▸ **Task requirements**
Of the entries below, restate word for word only the section that runs from the line with "#[derive(Debug, Error)]" to the line with "registry cache inside the cache directory", counting both ends.

▸ **Supplied entries**
□ □ □ □

//! Shared failure type for external lookup services

use thiserror::Error;

/// Longest response body excerpt kept in logs and errors
pub const BODY_EXCERPT_CHARS: usize = 200;

/// A lookup attempt that produced no definitive answer
///
/// Not-found is not an error: lookups report it as `Ok(None)`.
#[derive(Debug, Error)]
pub enum LookupError {
    /// Non-success, non-404 HTTP status
    #[error("API error {0}: {1}")]
    Status(u16, String),

    /// Request never completed (connect, timeout, TLS, ...)
    #[error("Network error: {0}")]
    Transport(String),

    /// Response body did not have the expected shape
    #[error("Parse error: {0}")]
    Parse(String),
}

impl From<reqwest::Error> for LookupError {
    fn from(e: reqwest::Error) -> Self {
        LookupError::Transport(e.to_string())
    }
}

/// First [`BODY_EXCERPT_CHARS`] characters of a response body
pub fn body_excerpt(body: &str) -> String {
    body.chars().take(BODY_EXCERPT_CHARS).collect()
}
//! Persisted lookup caches
//!
//! Each cache is a flat JSON object read once at start and rewritten in
//! full by [`JsonCache::save`]. Entries are never evicted. New entries live
//! only in memory until the next save, so an aborted run loses what it
//! learned since the last save but never damages what was persisted before.

use crate::error::{PrepError, PrepResult};
use crate::models::{GeoCoordinate, RegistryEntity};
use serde::de::DeserializeOwned;
use serde::Serialize;
use std::collections::BTreeMap;
use std::path::{Path, PathBuf};

/// Organisation number → registry entity, `None` for a cached negative
pub type RegistryCache = JsonCache<Option<RegistryEntity>>;

/// Resolved address → coordinate
pub type GeocodeCache = JsonCache<GeoCoordinate>;

/// File name of the registry cache inside the cache directory
pub const REGISTRY_CACHE_FILE: &str = "registry-cache.json";

/// File name of the geocode cache inside the cache directory
pub const GEOCODE_CACHE_FILE: &str = "geocode-cache.json";

/// String-keyed map backed by a JSON file
#[derive(Debug, Clone)]
pub struct JsonCache<V> {
    path: Option<PathBuf>,
    entries: BTreeMap<String, V>,
    dirty: bool,
}

impl<V> JsonCache<V>
where
    V: Serialize + DeserializeOwned,
{
    /// Cache with no backing file (tests, dry runs)
    pub fn in_memory() -> Self {
        Self {
            path: None,
            entries: BTreeMap::new(),
            dirty: false,
        }
    }

    /// Pre-seeded cache with no backing file
    pub fn from_entries(entries: impl IntoIterator<Item = (String, V)>) -> Self {
        Self {
            path: None,
            entries: entries.into_iter().collect(),
            dirty: false,
        }
    }

    /// Load from `path`; a missing file starts an empty cache
    ///
    /// An unreadable or malformed file is fatal: starting empty would make
    /// the end-of-run save overwrite every previously persisted entry.
    pub fn load(path: &Path) -> PrepResult<Self> {
        let entries = match std::fs::read_to_string(path) {
            Ok(content) => serde_json::from_str(&content).map_err(|e| PrepError::Cache {
                path: path.to_path_buf(),
                message: format!("malformed cache file: {}", e),
            })?,
            Err(e) if e.kind() == std::io::ErrorKind::NotFound => {
                tracing::info!(path = %path.display(), "No cache file yet, starting empty");
                BTreeMap::new()
            }
            Err(e) => {
                return Err(PrepError::Cache {
                    path: path.to_path_buf(),
                    message: e.to_string(),
                })
            }
        };

        Ok(Self {
            path: Some(path.to_path_buf()),
            entries,
            dirty: false,
        })
    }

    pub fn get(&self, key: &str) -> Option<&V> {
        self.entries.get(key)
    }

    pub fn contains(&self, key: &str) -> bool {
        self.entries.contains_key(key)
    }

    pub fn insert(&mut self, key: String, value: V) {
        self.entries.insert(key, value);
        self.dirty = true;
    }

    pub fn len(&self) -> usize {
        self.entries.len()
    }

    pub fn is_empty(&self) -> bool {
        self.entries.is_empty()
    }

    pub fn path(&self) -> Option<&Path> {
        self.path.as_deref()
    }

    /// Whether entries were added since load or the last save
    pub fn is_dirty(&self) -> bool {
        self.dirty
    }

    /// Rewrite the whole backing file atomically
    ///
    /// No-op for in-memory caches.
    pub fn save(&mut self) -> PrepResult<()> {
        let Some(path) = &self.path else {
            return Ok(());
        };

        smilefjes_common::fs::write_json_atomic(&self.entries, path).map_err(|e| {
            PrepError::Cache {
                path: path.clone(),
                message: e.to_string(),
            }
        })?;

        tracing::debug!(path = %path.display(), entries = self.entries.len(), "Cache saved");
        self.dirty = false;
        Ok(())
    }
}
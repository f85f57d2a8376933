//! Test Helper Utilities
//!
//! Shared fakes and fixtures for smilefjes-prep integration tests

#![allow(dead_code)]

pub mod fakes;
pub mod http_stub;
pub mod log_capture;

pub use fakes::{entity, record, FakeGeocoder, FakeRegistry, Reply};
pub use http_stub::{closed_base_url, HttpStub};
pub use log_capture::LogCapture;
//! # Smilefjes Common Library
//!
//! Shared code for the smilefjes data-preparation tools:
//! - Error and result types
//! - TOML configuration file model and discovery
//! - Tracing subscriber initialisation
//! - Atomic JSON file writes

pub mod config;
pub mod error;
pub mod fs;
pub mod logging;

pub use error::{Error, Result};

□ □ □ □

▸ **Answer to this problem**
#[derive(Debug, Error)]
pub enum LookupError {
    /// Non-success, non-404 HTTP status
    #[error("API error {0}: {1}")]
    Status(u16, String),

    /// Request never completed (connect, timeout, TLS, ...)
    #[error("Network error: {0}")]
    Transport(String),

    /// Response body did not have the expected shape
    #[error("Parse error: {0}")]
    Parse(String),
}

impl From<reqwest::Error> for LookupError {
    fn from(e: reqwest::Error) -> Self {
        LookupError::Transport(e.to_string())
    }
}

/// First [`BODY_EXCERPT_CHARS`] characters of a response body
pub fn body_excerpt(body: &str) -> String {
    body.chars().take(BODY_EXCERPT_CHARS).collect()
}
//! Persisted lookup caches
//!
//! Each cache is a flat JSON object read once at start and rewritten in
//! full by [`JsonCache::save`]. Entries are never evicted. New entries live
//! only in memory until the next save, so an aborted run loses what it
//! learned since the last save but never damages what was persisted before.

use crate::error::{PrepError, PrepResult};
use crate::models::{GeoCoordinate, RegistryEntity};
use serde::de::DeserializeOwned;
use serde::Serialize;
use std::collections::BTreeMap;
use std::path::{Path, PathBuf};

/// Organisation number → registry entity, `None` for a cached negative
pub type RegistryCache = JsonCache<Option<RegistryEntity>>;

/// Resolved address → coordinate
pub type GeocodeCache = JsonCache<GeoCoordinate>;

/// File name of the registry cache inside the cache directory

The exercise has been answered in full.